Альтернативное понимание соотношения нарративного и ненарративного предложил У. Эко. В своих рассуждениях он основывается на модальной логике Д. Льюиса, изложенной в труде « О множественности миров». Идея модальной логики, исторически уходящая к «Монадологии» Г. В. Лейбница, заключается в том, что истинность или ложность каждого отдельного утверждения определяется не в непосредственном соотнесении с универсальной единой реальностью, а в контексте совокупности утверждений, конституирующих одну из множества представимых реальностей — так называемых вселенных дискурса, или универсумов рассуждений. Одно и то же утверждение может быть истинным применительно к одному универсуму рассуждений, ложным — к другому и не бессмысленным — к третьему. Хорошим примером универсумов рассуждений являются научные парадигмы [9].

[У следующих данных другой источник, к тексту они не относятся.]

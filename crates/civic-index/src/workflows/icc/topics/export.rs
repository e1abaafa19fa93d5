use std::io;

use super::domain::TopicSnapshot;

/// Writes the bank as CSV with `topic,keywords,activities` columns.
///
/// Keywords are joined with `", "` and activities with `"; "`.
pub fn write_csv<W: io::Write>(snapshot: &TopicSnapshot, writer: W) -> Result<(), csv::Error> {
    let mut csv_writer = csv::Writer::from_writer(writer);
    csv_writer.write_record(["topic", "keywords", "activities"])?;

    for (key, entry) in snapshot {
        let keywords = entry
            .keywords
            .iter()
            .map(String::as_str)
            .collect::<Vec<_>>()
            .join(", ");
        let activities = entry.activities.join("; ");
        csv_writer.write_record([key.as_str(), keywords.as_str(), activities.as_str()])?;
    }

    csv_writer.flush()?;
    Ok(())
}

pub fn to_csv_string(snapshot: &TopicSnapshot) -> Result<String, csv::Error> {
    let mut buffer = Vec::new();
    write_csv(snapshot, &mut buffer)?;
    String::from_utf8(buffer)
        .map_err(|err| csv::Error::from(io::Error::new(io::ErrorKind::InvalidData, err)))
}
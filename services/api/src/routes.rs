use crate::infra::AppState;
use axum::http::{header, StatusCode};
use axum::response::IntoResponse;
use axum::Extension;
use axum::Json;
use civic_index::workflows::icc::{icc_router, IccService, TopicStore};
use serde_json::json;
use std::sync::Arc;

pub(crate) fn with_icc_routes<S>(service: Arc<IccService<S>>) -> axum::Router
where
    S: TopicStore + 'static,
{
    icc_router(service)
        .route("/health", axum::routing::get(healthcheck))
        .route("/ready", axum::routing::get(readiness_endpoint))
        .route("/metrics", axum::routing::get(metrics_endpoint))
}

pub(crate) async fn healthcheck() -> Json<serde_json::Value> {
    Json(json!({ "status": "ok" }))
}

pub(crate) async fn readiness_endpoint(Extension(state): Extension<AppState>) -> impl IntoResponse {
    let ready = state.readiness.load(std::sync::atomic::Ordering::Relaxed);
    let status = if ready {
        StatusCode::OK
    } else {
        StatusCode::SERVICE_UNAVAILABLE
    };

    let payload = if ready {
        json!({ "status": "ready" })
    } else {
        json!({ "status": "initializing" })
    };

    (status, Json(payload))
}

pub(crate) async fn metrics_endpoint(Extension(state): Extension<AppState>) -> impl IntoResponse {
    (
        StatusCode::OK,
        [(header::CONTENT_TYPE, "text/plain; version=0.0.4")],
        state.metrics.render(),
    )
}
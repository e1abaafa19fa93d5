mod common;
mod topics;
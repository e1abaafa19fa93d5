//! Civic contribution index: rubric scoring, interpretation bands and the
//! collaborative topic bank that turns a theme into suggested classroom activities.

pub mod domain;
pub mod report;
pub mod repository;
pub mod router;
pub mod scoring;
pub mod service;
pub mod topics;

#[cfg(test)]
mod tests;

pub use domain::{AssessmentRequest, CriterionResponse, RubricSubmission, TopicContribution};
pub use report::{AssessmentReport, CriterionRow};
pub use repository::{InMemoryTopicStore, JsonFileTopicStore, StoreError, TopicStore};
pub use router::icc_router;
pub use scoring::{
    compute_index, convert_rating, interpret, Criterion, InterpretationBand, Rating,
    RatingPolicy, Rubric, ScoreEngine, ScoreError, ScoreResult, WeightPolicy,
};
pub use service::{CurationCandidate, IccService, IccServiceError};
pub use topics::{
    ContributionOutcome, ContributionPolicy, ImpactTable, MatchMode, Suggestion,
    SuggestionConfig, TopicEntry, TopicError, TopicIndex, TopicKey, TopicSnapshot, TopicView,
};
use crate::cli::ServeArgs;
use crate::infra::{open_service, AppState};
use crate::routes::with_icc_routes;
use axum::Extension;
use axum_prometheus::PrometheusMetricLayer;
use civic_index::config::AppConfig;
use civic_index::error::AppError;
use civic_index::telemetry;
use std::sync::atomic::Ordering;
use std::sync::Arc;
use tracing::info;

pub(crate) async fn run(mut config: AppConfig, mut args: ServeArgs) -> Result<(), AppError> {
    if let Some(host) = args.host.take() {
        config.server.host = host;
    }
    if let Some(port) = args.port.take() {
        config.server.port = port;
    }

    telemetry::init(&config.telemetry)?;

    let (prometheus_layer, prometheus_handle) = PrometheusMetricLayer::pair();
    let readiness_flag = Arc::new(std::sync::atomic::AtomicBool::new(false));
    let app_state = AppState {
        readiness: readiness_flag.clone(),
        metrics: Arc::new(prometheus_handle),
    };

    let icc_service = Arc::new(open_service(&config.icc)?);

    let app = with_icc_routes(icc_service)
        .layer(Extension(app_state))
        .layer(prometheus_layer);

    let addr = config.server.socket_addr()?;
    let listener = tokio::net::TcpListener::bind(addr).await?;
    readiness_flag.store(true, Ordering::Release);

    info!(
        ?config.environment,
        %addr,
        store = %config.icc.topic_store_path.display(),
        "civic contribution index ready"
    );

    axum::serve(listener, app).await?;
    Ok(())
}
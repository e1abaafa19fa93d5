use std::collections::BTreeMap;
use std::sync::Arc;

use axum::response::Response;
use serde_json::Value;

use crate::config::IccConfig;
use crate::workflows::icc::domain::{AssessmentRequest, RubricSubmission};
use crate::workflows::icc::repository::{InMemoryTopicStore, StoreError, TopicStore};
use crate::workflows::icc::scoring::Rubric;
use crate::workflows::icc::topics::{TopicEntry, TopicKey, TopicSnapshot};
use crate::workflows::icc::{icc_router, IccService};

pub(super) fn ratings(pairs: &[(&str, i64)]) -> BTreeMap<String, i64> {
    pairs
        .iter()
        .map(|(criterion, rating)| (criterion.to_string(), *rating))
        .collect()
}

pub(super) fn weights(pairs: &[(&str, f64)]) -> BTreeMap<String, f64> {
    pairs
        .iter()
        .map(|(criterion, weight)| (criterion.to_string(), *weight))
        .collect()
}

pub(super) fn snapshot(entries: &[(&str, &[&str], &[&str])]) -> TopicSnapshot {
    entries
        .iter()
        .map(|(topic, keywords, activities)| {
            (
                TopicKey::new(topic),
                TopicEntry::new(keywords.iter(), activities.iter()),
            )
        })
        .collect()
}

pub(super) fn activities(suggestions: &[crate::workflows::icc::Suggestion]) -> Vec<&str> {
    suggestions
        .iter()
        .map(|suggestion| suggestion.activity.as_str())
        .collect()
}

/// Every criterion of the standard rubric rated with the same value.
pub(super) fn uniform_submission(rating: i64) -> RubricSubmission {
    let rubric = Rubric::standard();
    RubricSubmission::from_ordered(&rubric, &vec![rating; rubric.len()], &[])
}

pub(super) fn request(respondent: &str, topic: &str, rating: i64) -> AssessmentRequest {
    AssessmentRequest {
        respondent: respondent.to_string(),
        topic: topic.to_string(),
        submission: uniform_submission(rating),
    }
}

pub(super) fn build_service() -> (IccService<InMemoryTopicStore>, Arc<InMemoryTopicStore>) {
    build_service_with(IccConfig::default())
}

pub(super) fn build_service_with(
    config: IccConfig,
) -> (IccService<InMemoryTopicStore>, Arc<InMemoryTopicStore>) {
    let store = Arc::new(InMemoryTopicStore::default());
    let service = IccService::open(store.clone(), &config).expect("service opens");
    (service, store)
}

pub(super) struct ReadOnlyStore;

impl TopicStore for ReadOnlyStore {
    fn load(&self) -> Result<Option<TopicSnapshot>, StoreError> {
        Ok(None)
    }

    fn save(&self, _snapshot: &TopicSnapshot) -> Result<(), StoreError> {
        Err(StoreError::Unavailable("read only".to_string()))
    }
}

pub(super) fn router_with_service<S>(service: IccService<S>) -> axum::Router
where
    S: TopicStore + 'static,
{
    icc_router(Arc::new(service))
}

pub(super) async fn read_json_body(response: Response) -> Value {
    let body = axum::body::to_bytes(response.into_body(), 64 * 1024)
        .await
        .expect("read body");
    serde_json::from_slice(&body).expect("json payload")
}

Таким образом, применительно к каждому высказыванию, включая предельно абстрактные, первичным является конкретика идентичности некоторого мира, которая, в свою очередь, определяется его особенностями в течение всего времени его существования, а не в какой–либо отдельный момент, — то есть, его историей. Таким образом, абстрактное суждение типа «истинно, что…», согласно У. Эко, является свернутой, сокращенной во избежание постоянного повторения версией высказывания: «Существует мир с определенной историей (включая пересказ истории), для которого истинно, что…». Таким образом, нарративность не только первична по отношению к ненарративности, но и универсальна, поскольку любое ненарративное высказывание является таким лишь по форме, а в содержательном плане представляет собой свернутую, подразумеваемую и логически необходимую для понимания наррацию.

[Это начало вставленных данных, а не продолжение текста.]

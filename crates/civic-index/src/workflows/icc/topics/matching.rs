use std::cmp::Ordering;
use std::collections::BTreeSet;

use serde::{Deserialize, Serialize};

use super::domain::{TopicKey, TopicSnapshot};

/// How free-text queries are matched against the topic bank.
#[derive(Debug, Clone, Copy, PartialEq, Eq, Default, Serialize, Deserialize)]
#[serde(rename_all = "snake_case")]
pub enum MatchMode {
    /// Keyword or topic name appears verbatim in the query.
    #[default]
    Literal,
    /// Query tokens are close to a topic name by edit distance.
    Fuzzy,
    /// Union of literal and fuzzy matches.
    Hybrid,
}

impl MatchMode {
    pub fn parse(raw: &str) -> Option<Self> {
        match raw.trim().to_ascii_lowercase().as_str() {
            "literal" | "substring" => Some(Self::Literal),
            "fuzzy" => Some(Self::Fuzzy),
            "hybrid" | "both" => Some(Self::Hybrid),
            _ => None,
        }
    }
}

/// Selects the topics a lower-cased query refers to.
pub trait TopicMatcher: Send + Sync {
    fn name(&self) -> &'static str;

    fn select(&self, query: &str, topics: &TopicSnapshot) -> BTreeSet<TopicKey>;
}

#[derive(Debug, Clone, Copy, Default)]
pub struct LiteralMatcher;

impl TopicMatcher for LiteralMatcher {
    fn name(&self) -> &'static str {
        "literal"
    }

    fn select(&self, query: &str, topics: &TopicSnapshot) -> BTreeSet<TopicKey> {
        topics
            .iter()
            .filter(|(key, entry)| {
                query.contains(key.as_str())
                    || entry
                        .keywords
                        .iter()
                        .any(|keyword| !keyword.is_empty() && query.contains(keyword.as_str()))
            })
            .map(|(key, _)| key.clone())
            .collect()
    }
}

/// Per-token nearest-topic lookup using normalized Levenshtein similarity.
#[derive(Debug, Clone, Copy)]
pub struct FuzzyMatcher {
    cutoff: f64,
    max_per_token: usize,
}

impl FuzzyMatcher {
    pub fn new(cutoff: f64, max_per_token: usize) -> Self {
        Self {
            cutoff,
            max_per_token,
        }
    }

    fn closest<'a>(&self, token: &str, topics: &'a TopicSnapshot) -> Vec<&'a TopicKey> {
        let mut scored: Vec<(f64, &TopicKey)> = topics
            .keys()
            .map(|key| (strsim::normalized_levenshtein(token, key.as_str()), key))
            .filter(|(similarity, _)| *similarity >= self.cutoff)
            .collect();

        // Stable sort keeps key order among equal scores.
        scored.sort_by(|a, b| b.0.partial_cmp(&a.0).unwrap_or(Ordering::Equal));
        scored
            .into_iter()
            .take(self.max_per_token)
            .map(|(_, key)| key)
            .collect()
    }
}

impl TopicMatcher for FuzzyMatcher {
    fn name(&self) -> &'static str {
        "fuzzy"
    }

    fn select(&self, query: &str, topics: &TopicSnapshot) -> BTreeSet<TopicKey> {
        query
            .split_whitespace()
            .flat_map(|token| self.closest(token, topics))
            .cloned()
            .collect()
    }
}

pub(crate) fn matchers_for(
    mode: MatchMode,
    cutoff: f64,
    max_per_token: usize,
) -> Vec<Box<dyn TopicMatcher>> {
    match mode {
        MatchMode::Literal => vec![Box::new(LiteralMatcher)],
        MatchMode::Fuzzy => vec![Box::new(FuzzyMatcher::new(cutoff, max_per_token))],
        MatchMode::Hybrid => vec![
            Box::new(LiteralMatcher),
            Box::new(FuzzyMatcher::new(cutoff, max_per_token)),
        ],
    }
}
use std::collections::BTreeMap;
use std::fs;
use std::io;
use std::path::{Path, PathBuf};
use std::sync::{Arc, Mutex};

use serde::Deserialize;
use tracing::{debug, info};

use super::topics::{TopicEntry, TopicKey, TopicSnapshot};

/// Storage abstraction for the collaborative topic bank.
pub trait TopicStore: Send + Sync {
    /// `Ok(None)` when nothing has been saved yet.
    fn load(&self) -> Result<Option<TopicSnapshot>, StoreError>;
    fn save(&self, snapshot: &TopicSnapshot) -> Result<(), StoreError>;
}

#[derive(Debug, thiserror::Error)]
pub enum StoreError {
    #[error("topic store I/O failed at {path}: {source}")]
    Io {
        path: PathBuf,
        #[source]
        source: io::Error,
    },
    #[error("topic store at {path} is not a valid topic mapping: {source}")]
    Malformed {
        path: PathBuf,
        #[source]
        source: serde_json::Error,
    },
    #[error("topic store unavailable: {0}")]
    Unavailable(String),
}

/// On-disk value for one key: the current object form or the older bare activity list.
#[derive(Deserialize)]
#[serde(untagged)]
enum StoredTopic {
    Entry(TopicEntry),
    Activities(Vec<String>),
}

impl From<StoredTopic> for TopicEntry {
    fn from(stored: StoredTopic) -> Self {
        match stored {
            StoredTopic::Entry(entry) => {
                TopicEntry::new(entry.keywords.iter(), entry.activities.iter())
            }
            StoredTopic::Activities(activities) => {
                TopicEntry::new(std::iter::empty::<&str>(), activities.iter())
            }
        }
    }
}

/// Single JSON object mapping topic → `{ "keywords": [...], "atividades": [...] }`.
#[derive(Debug, Clone)]
pub struct JsonFileTopicStore {
    path: PathBuf,
}

impl JsonFileTopicStore {
    pub fn new(path: impl Into<PathBuf>) -> Self {
        Self { path: path.into() }
    }

    pub fn path(&self) -> &Path {
        &self.path
    }

    fn temp_path(&self) -> PathBuf {
        let mut name = self
            .path
            .file_name()
            .map(|name| name.to_os_string())
            .unwrap_or_default();
        name.push(".tmp");
        self.path.with_file_name(name)
    }

    fn io_error(&self, source: io::Error) -> StoreError {
        StoreError::Io {
            path: self.path.clone(),
            source,
        }
    }
}

impl TopicStore for JsonFileTopicStore {
    fn load(&self) -> Result<Option<TopicSnapshot>, StoreError> {
        let raw = match fs::read_to_string(&self.path) {
            Ok(raw) => raw,
            Err(err) if err.kind() == io::ErrorKind::NotFound => {
                debug!(path = %self.path.display(), "topic store not found; starting from seed");
                return Ok(None);
            }
            Err(err) => return Err(self.io_error(err)),
        };

        let stored: BTreeMap<String, StoredTopic> =
            serde_json::from_str(&raw).map_err(|source| StoreError::Malformed {
                path: self.path.clone(),
                source,
            })?;

        let mut snapshot = TopicSnapshot::new();
        for (topic, value) in stored {
            let entry = TopicEntry::from(value);
            // Keys that normalize to the same topic are merged.
            let slot = snapshot.entry(TopicKey::new(&topic)).or_default();
            slot.add_keywords(&entry.keywords);
            slot.add_activities(&entry.activities);
        }

        debug!(path = %self.path.display(), topics = snapshot.len(), "topic store loaded");
        Ok(Some(snapshot))
    }

    fn save(&self, snapshot: &TopicSnapshot) -> Result<(), StoreError> {
        let payload =
            serde_json::to_string_pretty(snapshot).map_err(|source| StoreError::Malformed {
                path: self.path.clone(),
                source,
            })?;

        if let Some(parent) = self.path.parent().filter(|dir| !dir.as_os_str().is_empty()) {
            fs::create_dir_all(parent).map_err(|err| self.io_error(err))?;
        }

        let temp = self.temp_path();
        fs::write(&temp, payload).map_err(|err| self.io_error(err))?;
        fs::rename(&temp, &self.path).map_err(|err| self.io_error(err))?;

        info!(path = %self.path.display(), topics = snapshot.len(), "topic store saved");
        Ok(())
    }
}

/// Process-local store for tests and offline commands.
#[derive(Debug, Default, Clone)]
pub struct InMemoryTopicStore {
    snapshot: Arc<Mutex<Option<TopicSnapshot>>>,
}

impl InMemoryTopicStore {
    pub fn with_snapshot(snapshot: TopicSnapshot) -> Self {
        Self {
            snapshot: Arc::new(Mutex::new(Some(snapshot))),
        }
    }

    /// Last saved snapshot, if any.
    pub fn saved(&self) -> Option<TopicSnapshot> {
        self.snapshot.lock().ok().and_then(|guard| guard.clone())
    }
}

impl TopicStore for InMemoryTopicStore {
    fn load(&self) -> Result<Option<TopicSnapshot>, StoreError> {
        let guard = self
            .snapshot
            .lock()
            .map_err(|_| StoreError::Unavailable("in-memory store mutex poisoned".into()))?;
        Ok(guard.clone())
    }

    fn save(&self, snapshot: &TopicSnapshot) -> Result<(), StoreError> {
        let mut guard = self
            .snapshot
            .lock()
            .map_err(|_| StoreError::Unavailable("in-memory store mutex poisoned".into()))?;
        *guard = Some(snapshot.clone());
        Ok(())
    }
}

Не разделяя полностью обозначенной позиции У. Эко (ее тотальный релятивизм приводит к основной проблеме холистических построений, в которых необходимо изначально знать все, чтобы затем узнать хоть что–то), мы, тем не менее, готовы признать ее эвристичность для нарративов о больших социальных группах. В последние годы социальными учеными проводится переоценка классических теорий в свете нового понимания, порожденного глобализирующимся миром, в ходе которой было установлено, что под обществом в трудах классиков неявно подразумевалось не универсальное общество и не все человечество, а «воображаемое сообщество» отдельной нации с ее конкретно–исторической спецификой. Для нарратива, содержательно соотносимого с большой группой, граница между нарративными и ненарративными фрагментами утрачивает свою категориальную четкость и необходимость.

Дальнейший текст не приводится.